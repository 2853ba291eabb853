pub mod error;
pub mod constants;
pub mod llm;
pub mod context;
pub mod config;
pub mod session;
pub mod render;

// Re-export key types
pub use error::ChatError;
pub use llm::{ChatTransport, GeminiClient, Part, Reply, Role, Turn};
pub use context::Transcript;
pub use config::{Settings, SettingsService, SettingsStore};
pub use session::{CatalogRefresher, CatalogUpdate, ChatSession, ExchangeHandle, ExchangeOutcome};
pub use render::{render_text, render_turn, ChatDocument, Sender};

TASK OBJECTIVE -
Which lines of the data include the word "session"? Copy each one.

ANSWER BOX -
pub mod session;
pub use session::{CatalogRefresher, CatalogUpdate, ChatSession, ExchangeHandle, ExchangeOutcome};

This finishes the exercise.